Moin L.Weber39,
kann ich gut nachvollziehen, dass dich das verwirrt – ich hab beim Altbau-Umbau meines Reihenhauses auch erstmal eine Weile gebraucht, um da durchzublicken.
Kurz gesagt: Im Neubau wirst du heute fast immer ein Zweirohr-System bekommen, und das ist bei Wärmepumpe auch klar die bessere Wahl. Beim Einrohrsystem ist das Problem genau das, was du schon angedeutet hast: Die Heizkörper am Ende der Leitung bekommen nur noch lauwarmeres Wasser ab, weil die vorherigen schon Energie entzogen haben. Das macht die Auslegung komplizierter und du brauchst am Ende der Strecke deutlich größere Heizkörper, um den Temperaturverlust zu kompensieren.
Für eine Wärmepumpe ist das nochmal kritischer, weil du sowieso schon mit niedrigen Vorlauftemperaturen arbeitest – da will man nicht noch unnötige Verluste im System haben.
Einrohrsysteme findet man hauptsächlich in älteren Gebäuden aus den 60er/70ern, und die Umrüstung auf WP dort ist tatsächlich eine echte Herausforderung. Ich kämpfe selbst gerade damit, da hab ich auch schon im Forum dazu geschrieben: Hersteller für LWWP im Altbau-Reihenhaus – worauf achten?
Im Neubau hast du das Problem zum Glück nicht – lass dir einfach von Anfang an ein saubers Zweirohr-System einplanen, fertig.
Ich will hier mal kurz einhaken, weil ich das Thema etwas kritischer sehe als die Vorredner.
Das Zweirohr-System ist natürlich die richtige Wahl – da stimme ich zu. Aber ich erlebe immer wieder, dass Installateure bei Neubauten zwar Zweirohr verlegen, aber dann den hydraulischen Abgleich entweder gar nicht oder nur auf dem Papier machen. Und dann hast du technisch das bessere System, aber in der Praxis trotzdem ungleichmäßige Wärmeverteilung.
Mein Tipp: Lass dir explizit im Vertrag bestätigen, dass ein hydraulischer Abgleich nach Verfahren B (also mit echter Heizlastberechnung pro Raum) durchgeführt wird. Nicht nur Verfahren A, das ist oft nur ein grober Schätzwert. Das kostet etwas mehr, ist aber die Voraussetzung dafür, dass deine WP sauber taktet und die JAZ stimmt.

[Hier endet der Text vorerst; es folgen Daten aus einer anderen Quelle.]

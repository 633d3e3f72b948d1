//! Shared fixtures: small PDFs built in-process with lopdf.

#![allow(dead_code)]

use std::path::Path;

use lopdf::content::{Content, Operation};
use lopdf::{dictionary, Document, Object, ObjectId, Stream};

/// Regular font resource.
pub const REGULAR: &str = "F1";
/// Bold font resource.
pub const BOLD: &str = "F2";

/// One shown line: font resource, size, baseline and text.
pub type Line<'a> = (&'a str, i64, i64, &'a str);

/// Build a PDF with one content stream per page and optional bookmarks
/// given as `(title, page index)`.
pub fn build_pdf(pages: &[Vec<Line<'_>>], bookmarks: &[(&str, usize)]) -> Document {
    let streams = pages
        .iter()
        .map(|lines| {
            let mut operations = Vec::new();
            for (font, size, y, text) in lines {
                operations.push(Operation::new("BT", vec![]));
                operations.push(Operation::new("Tf", vec![(*font).into(), (*size).into()]));
                operations.push(Operation::new("Td", vec![72.into(), (*y).into()]));
                operations.push(Operation::new("Tj", vec![Object::string_literal(*text)]));
                operations.push(Operation::new("ET", vec![]));
            }
            operations
        })
        .collect();
    build_pdf_from_operations(streams, bookmarks)
}

/// Build a PDF from raw content stream operations, one list per page.
pub fn build_pdf_from_operations(pages: Vec<Vec<Operation>>, bookmarks: &[(&str, usize)]) -> Document {
    let mut doc = Document::with_version("1.5");
    let pages_id = doc.new_object_id();

    let regular_id = doc.add_object(dictionary! {
        "Type" => "Font",
        "Subtype" => "Type1",
        "BaseFont" => "Helvetica",
    });
    let bold_id = doc.add_object(dictionary! {
        "Type" => "Font",
        "Subtype" => "Type1",
        "BaseFont" => "Helvetica-Bold",
    });
    let resources_id = doc.add_object(dictionary! {
        "Font" => dictionary! {
            REGULAR => regular_id,
            BOLD => bold_id,
        },
    });

    let mut page_ids: Vec<ObjectId> = Vec::new();
    for operations in pages {
        let content = Content { operations };
        let content_id = doc.add_object(Stream::new(dictionary! {}, content.encode().unwrap()));
        let page_id = doc.add_object(dictionary! {
            "Type" => "Page",
            "Parent" => pages_id,
            "Contents" => content_id,
            "Resources" => resources_id,
            "MediaBox" => vec![0.into(), 0.into(), 595.into(), 842.into()],
        });
        page_ids.push(page_id);
    }

    let pages_dict = dictionary! {
        "Type" => "Pages",
        "Kids" => page_ids.iter().map(|id| Object::Reference(*id)).collect::<Vec<_>>(),
        "Count" => page_ids.len() as i64,
    };
    doc.objects.insert(pages_id, Object::Dictionary(pages_dict));

    let mut catalog = dictionary! {
        "Type" => "Catalog",
        "Pages" => pages_id,
    };
    if !bookmarks.is_empty() {
        catalog.set("Outlines", add_outline(&mut doc, &page_ids, bookmarks));
    }
    let catalog_id = doc.add_object(catalog);
    doc.trailer.set("Root", catalog_id);
    doc
}

fn add_outline(doc: &mut Document, page_ids: &[ObjectId], bookmarks: &[(&str, usize)]) -> ObjectId {
    let outlines_id = doc.new_object_id();
    let item_ids: Vec<ObjectId> = bookmarks.iter().map(|_| doc.new_object_id()).collect();

    for (i, (title, page)) in bookmarks.iter().enumerate() {
        let mut item = dictionary! {
            "Title" => Object::string_literal(*title),
            "Parent" => outlines_id,
            "Dest" => vec![Object::Reference(page_ids[*page]), "Fit".into()],
        };
        if i > 0 {
            item.set("Prev", item_ids[i - 1]);
        }
        if i + 1 < item_ids.len() {
            item.set("Next", item_ids[i + 1]);
        }
        doc.objects.insert(item_ids[i], Object::Dictionary(item));
    }

    let outlines = dictionary! {
        "Type" => "Outlines",
        "First" => item_ids[0],
        "Last" => item_ids[item_ids.len() - 1],
        "Count" => item_ids.len() as i64,
    };
    doc.objects.insert(outlines_id, Object::Dictionary(outlines));
    outlines_id
}

/// Build and save a PDF.
pub fn write_pdf(path: &Path, pages: &[Vec<Line<'_>>], bookmarks: &[(&str, usize)]) {
    let mut doc = build_pdf(pages, bookmarks);
    doc.save(path).unwrap();
}

/// Build and save a PDF from raw content stream operations.
pub fn write_pdf_operations(path: &Path, pages: Vec<Vec<Operation>>) {
    let mut doc = build_pdf_from_operations(pages, &[]);
    doc.save(path).unwrap();
}

/// The three-line example: two bold numbered headings around a body line.
pub fn objeto_plazo() -> Vec<Vec<Line<'static>>> {
    vec![vec![
        (BOLD, 12, 760, "1. Objeto"),
        (REGULAR, 12, 740, "Descripcion del objeto de la contratacion."),
        (BOLD, 12, 720, "2. Plazo"),
    ]]
}
impl<'a, B: PdfBackend> LayoutAnalyzer<'a, B> {
    /// Create a new layout analyzer.
    pub fn new(backend: &'a B) -> Self {
        Self { backend }
    }

    /// Extract text lines from a page in reading order (top to bottom).
    pub fn extract_page_lines(&self, page_num: u32) -> Result<Vec<TextLine>> {
        let spans = self.extract_page_spans(page_num)?;
        Ok(group_spans_into_lines(spans))
    }

    /// Extract text spans from a page with position and font information.
    pub fn extract_page_spans(&self, page_num: u32) -> Result<Vec<TextSpan>> {
        let pages = self.backend.pages();
        let page_id = *pages
            .get(&page_num)
            .ok_or(Error::PageOutOfRange(page_num, pages.len() as u32))?;

        let fonts: HashMap<Vec<u8>, PageFont> = self
            .backend
            .page_fonts(page_id)?
            .into_iter()
            .map(|f| {
                let font = PageFont {
                    bold: f.is_bold(),
                    base_font: f.base_font,
                    metrics: f.metrics,
                };
                (f.name, font)
            })
            .collect();
        let fallback = PageFont::default();

        let content = self.backend.page_content(page_id)?;
        let ops = self.backend.decode_content(&content)?;

        let mut state = TextState::default();
        let mut spans = Vec::new();

        for op in ops {
            let operands = &op.operands;
            let font = fonts.get(&state.font_resource).unwrap_or(&fallback);
            match op.operator.as_str() {
                "q" => state.save(),
                "Q" => state.restore(),
                "cm" => {
                    if let Some(m) = Matrix::from_operands(operands) {
                        state.ctm = m.multiply(&state.ctm);
                    }
                }
                "BT" => state.begin_text(),
                "ET" => state.in_text = false,
                "Tf" => {
                    if let [PdfValue::Name(name), size, ..] = operands.as_slice() {
                        state.font_resource = name.clone();
                        match fonts.get(name) {
                            Some(font) => {
                                state.font_name = font.base_font.clone();
                                state.font_bold = font.bold;
                            }
                            None => {
                                state.font_name = String::from_utf8_lossy(name).to_string();
                                state.font_bold = false;
                            }
                        }
                        state.font_size = get_number_from_value(size).unwrap_or(12.0);
                    }
                }
                "Tc" => {
                    if let Some(v) = operands.first().and_then(get_number_from_value) {
                        state.char_spacing = v;
                    }
                }
                "Tw" => {
                    if let Some(v) = operands.first().and_then(get_number_from_value) {
                        state.word_spacing = v;
                    }
                }
                "Tz" => {
                    if let Some(v) = operands.first().and_then(get_number_from_value) {
                        state.horizontal_scaling = v / 100.0;
                    }
                }
                "TL" => {
                    if let Some(l) = operands.first().and_then(get_number_from_value) {
                        state.leading = l;
                    }
                }
                "Tr" => {
                    state.render_mode = match operands.first() {
                        Some(PdfValue::Integer(mode)) => *mode,
                        _ => 0,
                    };
                }
                "Td" | "TD" => {
                    if let [tx, ty, ..] = operands.as_slice() {
                        let tx = get_number_from_value(tx).unwrap_or(0.0);
                        let ty = get_number_from_value(ty).unwrap_or(0.0);
                        if op.operator == "TD" {
                            state.leading = -ty;
                        }
                        state.move_line(tx, ty);
                    }
                }
                "Tm" => {
                    if let Some(m) = Matrix::from_operands(operands) {
                        state.line_matrix = m;
                        state.text_matrix = m;
                    }
                }
                "T*" => state.next_line(),
                "Tj" => {
                    if let Some(PdfValue::Str(bytes)) = operands.first() {
                        let text = self.decode(page_id, &state, bytes);
                        let advance = state.string_advance(&font.metrics, bytes);
                        show(&mut state, text, advance, &mut spans);
                    }
                }
                "TJ" => {
                    if let Some(PdfValue::Array(items)) = operands.first() {
                        let text = self.decode_tj(page_id, &state, items);
                        let advance = state.array_advance(&font.metrics, items);
                        show(&mut state, text, advance, &mut spans);
                    }
                }
                "'" | "\"" => {
                    let text_idx = if op.operator == "\"" {
                        if let [aw, ac, ..] = operands.as_slice() {
                            state.word_spacing = get_number_from_value(aw).unwrap_or(0.0);
                            state.char_spacing = get_number_from_value(ac).unwrap_or(0.0);
                        }
                        2
                    } else {
                        0
                    };
                    state.next_line();
                    if let Some(PdfValue::Str(bytes)) = operands.get(text_idx) {
                        let text = self.decode(page_id, &state, bytes);
                        let advance = state.string_advance(&font.metrics, bytes);
                        show(&mut state, text, advance, &mut spans);
                    }
                }
                _ => {}
            }
        }

        log::debug!("Page {}: {} text spans", page_num, spans.len());
        Ok(spans)
    }

    fn decode(&self, page_id: PageId, state: &TextState, bytes: &[u8]) -> String {
        self.backend
            .decode_text(page_id, &state.font_resource, bytes)
    }

    /// Decode a TJ array, turning large negative adjustments into spaces.
    fn decode_tj(
        &self,
        page_id: PageId,
        state: &TextState,
        items: &[PdfValue],
    ) -> String {
        let mut combined = String::new();
        for item in items {
            match item {
                PdfValue::Str(bytes) => combined.push_str(&self.decode(page_id, state, bytes)),
                other => {
                    let adjustment = -get_number_from_value(other).unwrap_or(0.0);
                    if adjustment > TJ_SPACE_THRESHOLD
                        && !combined.is_empty()
                        && !combined.ends_with(char::is_whitespace)
                    {
                        combined.push(' ');
                    }
                }
            }
        }
        combined
    }
}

Gerade weil du ein Mischsystem mit FBH und Heizkörpern hast, sind da potenziell Fallstricke drin. Ich würd das nicht einfach dem Installateur überlassen, sondern genau nachfragen was da gemacht wird.
Zweirohr ist im Neubau de facto Standard, da gibt es eigentlich nichts zu diskutieren. Einrohr würde heute kein vernünftiger Planer mehr empfehlen, schon gar nicht in Kombination mit WP.
Der technische Hintergrund kurz und präzise: Beim Zweirohr-System hat jeder Heizkörper dieselbe Vorlauftemperatur, weil alle parallel ans Netz angebunden sind. Das erlaubt eine sauberere hydraulische Auslegung und ist Voraussetzung für einen funktionierenden hydraulischen Abgleich. Bei WP-Betrieb mit 35-45°C VL ist das essentiell – du willst, dass die Wärme gleichmäßig verteilt wird, nicht dass der letzte Raum im Strang schon 5 Kelvin weniger bekommt als der erste.
Dein Mischsystem EG/FBH + OG/Heizkörper ist übrigens eine sehr gängige Lösung im Neubau. Wichtig ist dabei, dass du für FBH und Heizkörper getrennte Heizkreise mit eigenem Mischer planst – die Vorlauftemperaturen unterscheiden sich ja deutlich (FBH typisch 30-35°C, HK eher 40-45°C). Das kostet etwas mehr in der Installation, ist aber für die WP-Effizienz wichtig.